Avatars grotesques – Fin 2022 pourtant, tous les signaux s’allument en rouge. Meta vient d’accuser un repli de son chiffre d’affaires annuel. Une baisse certes très limitée (-1% seulement), mais inédite dans son histoire. La société de Menlo Park est alors pénalisée par la faiblesse du marché publicitaire, plombé par l’inflation et les craintes de récession. Elle subit aussi la modification des règles d’Apple sur le pistage publicitaire, qui limite l’efficacité des publicités mobiles. Parallèlement, ses efforts dans le métaverse, ce monde virtuel que Mark Zuckerberg considère comme la prochaine plateforme dominante, tardent toujours à porter leurs fruits. Non seulement la division Reality Labs accumule de lourdes pertes, mais son produit vitrine, Horizon Worlds, est alors moqué pour ses avatars au look cartoon un peu grotesque.

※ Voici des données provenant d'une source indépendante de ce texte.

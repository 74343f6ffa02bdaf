mod schema;
pub mod backend;
pub mod memory;
pub mod sqlite;

use anyhow::Result;
use chrono::{DateTime, Utc};

pub use backend::ArchiveStore;

use crate::config::{DatabaseConfig, DatabaseType};
use crate::model::{Collection, CollectionKind, CollectionRef, GpxPoint, MediaRecord};

/// Macro to dispatch a method call to the active backend variant.
macro_rules! dispatch {
    // No arguments beyond self
    ($self:expr, $method:ident()) => {
        match &$self.inner {
            DatabaseInner::Sqlite(db) => db.$method(),
            DatabaseInner::Memory(db) => db.$method(),
        }
    };
    // With arguments
    ($self:expr, $method:ident($($arg:expr),+ $(,)?)) => {
        match &$self.inner {
            DatabaseInner::Sqlite(db) => db.$method($($arg),+),
            DatabaseInner::Memory(db) => db.$method($($arg),+),
        }
    };
}

enum DatabaseInner {
    Sqlite(sqlite::SqliteDb),
    Memory(memory::MemoryDb),
}

pub struct Database {
    inner: DatabaseInner,
}

impl Database {
    /// Open the configured backend. The schema is not created until `initialize`.
    pub fn open(config: &DatabaseConfig) -> Result<Self> {
        let inner = match config.backend {
            DatabaseType::Sqlite => {
                DatabaseInner::Sqlite(sqlite::SqliteDb::open(&config.sqlite_path)?)
            }
            DatabaseType::Memory => DatabaseInner::Memory(memory::MemoryDb::new()),
        };
        Ok(Self { inner })
    }

    /// Initialized in-process store
    pub fn in_memory() -> Self {
        Self {
            inner: DatabaseInner::Memory(memory::MemoryDb::new()),
        }
    }

    pub fn backend_name(&self) -> &'static str {
        match self.inner {
            DatabaseInner::Sqlite(_) => "sqlite",
            DatabaseInner::Memory(_) => "memory",
        }
    }
}

impl ArchiveStore for Database {
    fn initialize(&self) -> Result<()> {
        dispatch!(self, initialize())
    }

    // ========================================================================
    // Media operations
    // ========================================================================

    fn get_media(&self, id: &str) -> Result<Option<MediaRecord>> {
        dispatch!(self, get_media(id))
    }

    fn insert_media(&self, record: &MediaRecord) -> Result<bool> {
        dispatch!(self, insert_media(record))
    }

    fn append_collections(
        &self,
        media_id: &str,
        collections: &[CollectionRef],
    ) -> Result<Option<MediaRecord>> {
        dispatch!(self, append_collections(media_id, collections))
    }

    fn set_caption(&self, id: &str, caption: &str) -> Result<Option<MediaRecord>> {
        dispatch!(self, set_caption(id, caption))
    }

    fn mark_media_deleted(&self, id: &str, at: DateTime<Utc>) -> Result<bool> {
        dispatch!(self, mark_media_deleted(id, at))
    }

    // ========================================================================
    // Collection operations
    // ========================================================================

    fn add_membership(&self, media_id: &str, collection: &CollectionRef) -> Result<bool> {
        dispatch!(self, add_membership(media_id, collection))
    }

    fn get_collection(&self, id: &str) -> Result<Option<Collection>> {
        dispatch!(self, get_collection(id))
    }

    fn list_collections(&self, kind: CollectionKind) -> Result<Vec<Collection>> {
        dispatch!(self, list_collections(kind))
    }

    fn collection_media(&self, id: &str) -> Result<Vec<MediaRecord>> {
        dispatch!(self, collection_media(id))
    }

    // ========================================================================
    // GPX operations
    // ========================================================================

    fn insert_gpx_points(&self, points: &[GpxPoint]) -> Result<usize> {
        dispatch!(self, insert_gpx_points(points))
    }

    fn first_gpx_point_between(
        &self,
        from: DateTime<Utc>,
        to: DateTime<Utc>,
    ) -> Result<Option<GpxPoint>> {
        dispatch!(self, first_gpx_point_between(from, to))
    }

    fn last_gpx_point_between(
        &self,
        from: DateTime<Utc>,
        to: DateTime<Utc>,
    ) -> Result<Option<GpxPoint>> {
        dispatch!(self, last_gpx_point_between(from, to))
    }
}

Impact de Temu – Face aux doutes, Mark Zuckerberg a d’abord licencié plus de 20.000 salariés. Et décrété que 2023 serait “l’année de l’efficacité”, avec la volonté d’alléger l’organisation hiérarchique pour avancer plus rapidement. L’an passé, les dépenses de Meta sont ainsi restées stables, après avoir presque doublé entre 2020 et 2022. Dans le même temps, ses recettes publicitaires ont progressé de 17% – davantage que chez Google. Ses dirigeants mettent en avant de nouveaux formats, comme les publicités permettant d’envoyer des messages aux marques ou celles permettant de réaliser un achat directement depuis ses applications. La société a aussi profité des budgets marketing de Temu et Shein, les deux plateformes chinoises d’e-commerce qui ont généré, à elles seules, un tiers de la croissance du chiffre d’affaires.

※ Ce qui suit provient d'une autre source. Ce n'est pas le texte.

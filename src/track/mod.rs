//! GPX track import.

pub mod nearest;
pub mod normalize;

use anyhow::Result;
use chrono::DateTime;
use std::fs::File;
use std::io::BufReader;
use std::path::Path;
use std::sync::Arc;
use std::time::Instant;

use crate::db::ArchiveStore;
use crate::error::ImportError;
use crate::scanner::has_extension;
use crate::model::GpxPoint;

pub use nearest::{NearestPointQuery, NearestPointResolver};
pub use normalize::TrackNormalizer;

#[derive(Debug, Clone, Copy, PartialEq, Eq)]
pub enum TrackOutcome {
    /// Not a track file
    Skipped,
    /// `points` read from the file, `inserted` of them new to the store
    Imported { points: usize, inserted: usize },
}

pub struct TrackImporter {
    extensions: Vec<String>,
    normalizer: TrackNormalizer,
    db: Arc<dyn ArchiveStore>,
}

/// Timestamped points of every track segment, in time order. Points without
/// a time are dropped.
pub fn read_track(path: &Path) -> Result<Vec<GpxPoint>> {
    let reader = BufReader::new(File::open(path)?);
    let gpx = gpx::read(reader)?;

    let mut points = Vec::new();
    for track in &gpx.tracks {
        for segment in &track.segments {
            for waypoint in &segment.points {
                let Some(time) = waypoint.time else {
                    continue;
                };
                let time = time::OffsetDateTime::from(time);
                let Some(timestamp) =
                    DateTime::from_timestamp(time.unix_timestamp(), time.nanosecond())
                else {
                    continue;
                };
                let p = waypoint.point();
                points.push(GpxPoint::new(timestamp, p.y(), p.x()));
            }
        }
    }

    points.sort_by_key(|p| p.timestamp);
    Ok(points)
}

impl TrackImporter {
    pub fn new(
        extensions: Vec<String>,
        normalizer: TrackNormalizer,
        db: Arc<dyn ArchiveStore>,
    ) -> Self {
        Self {
            extensions,
            normalizer,
            db,
        }
    }

    pub fn import_track(&self, path: &Path) -> Result<TrackOutcome, ImportError> {
        if !has_extension(path, &self.extensions) {
            return Ok(TrackOutcome::Skipped);
        }
        let start = Instant::now();

        let points = read_track(path).map_err(ImportError::ReadTrack)?;
        let count = points.len();
        let points = self
            .normalizer
            .normalize(points)
            .map_err(ImportError::Timezone)?;
        let inserted = self
            .db
            .insert_gpx_points(&points)
            .map_err(ImportError::SaveTrack)?;

        tracing::info!(
            path = %path.display(),
            points = count,
            inserted,
            elapsed_ms = start.elapsed().as_millis() as u64,
            "Imported track"
        );
        Ok(TrackOutcome::Imported {
            points: count,
            inserted,
        })
    }
}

Investissements dans l’IA – Une ombre demeure: les pertes toujours abyssales du Reality Labs: plus de 16 milliards de dollars en 2023. Mais le rebond des profits, la promesse de contrôler les embauches et le versement de dividendes permettent désormais à Mark Zuckerberg d’avoir une marge de manœuvre plus importante pour continuer à investir. Surtout, le patron de Meta a donné une nouvelle raison d’espérer aux investisseurs: l’intelligence artificielle générative. Arrivé un peu tardivement, le groupe a depuis mis les bouchées doubles. Il prévoit ainsi d’acheter 350.000 puces H100 de Nvidia, pour un prix catalogue supérieur à dix milliards de dollars. Meta espère profiter de son choix de l’open source, à contre-courant de ses grands rivaux américains. Tout en reconnaissant ne pas encore avoir défini son modèle économique.
Pour aller plus loin:
– Pourquoi l’abonnement payant de Facebook est (déjà) contesté
– Dans le métaverse, Facebook dévoile (enfin) des progrès spectaculaires
Spotify prolonge le controversé Joe Rogan... et entérine un changement de stratégie
Le précédent contrat liant Spotify à Joe Rogan avait été le symbole des grandes ambitions de la plateforme suédoise dans les podcasts. Le nouveau contrat, annoncé vendredi, est, lui, l’illustration d’un changement radical de stratégie. Celui-ci met en effet fin à la clause d’exclusivité qui liait les deux parties depuis trois ans. Conséquence: l’émission vidéo The Joe Rogan Experience sera de nouveau diffusée sur d’autres plateformes, comme YouTube et Apple Podcasts. Selon le Wall Street Journal, Spotify sera chargé de la distribution et de la commercialisation des espaces publicitaires. L’animateur touchera un minimum garanti, ainsi qu’un pourcentage sur les recettes générées. Le quotidien américain avance la somme de 250 millions de dollars – sur une durée encore inconnue –, un chiffre démenti par l’entreprise.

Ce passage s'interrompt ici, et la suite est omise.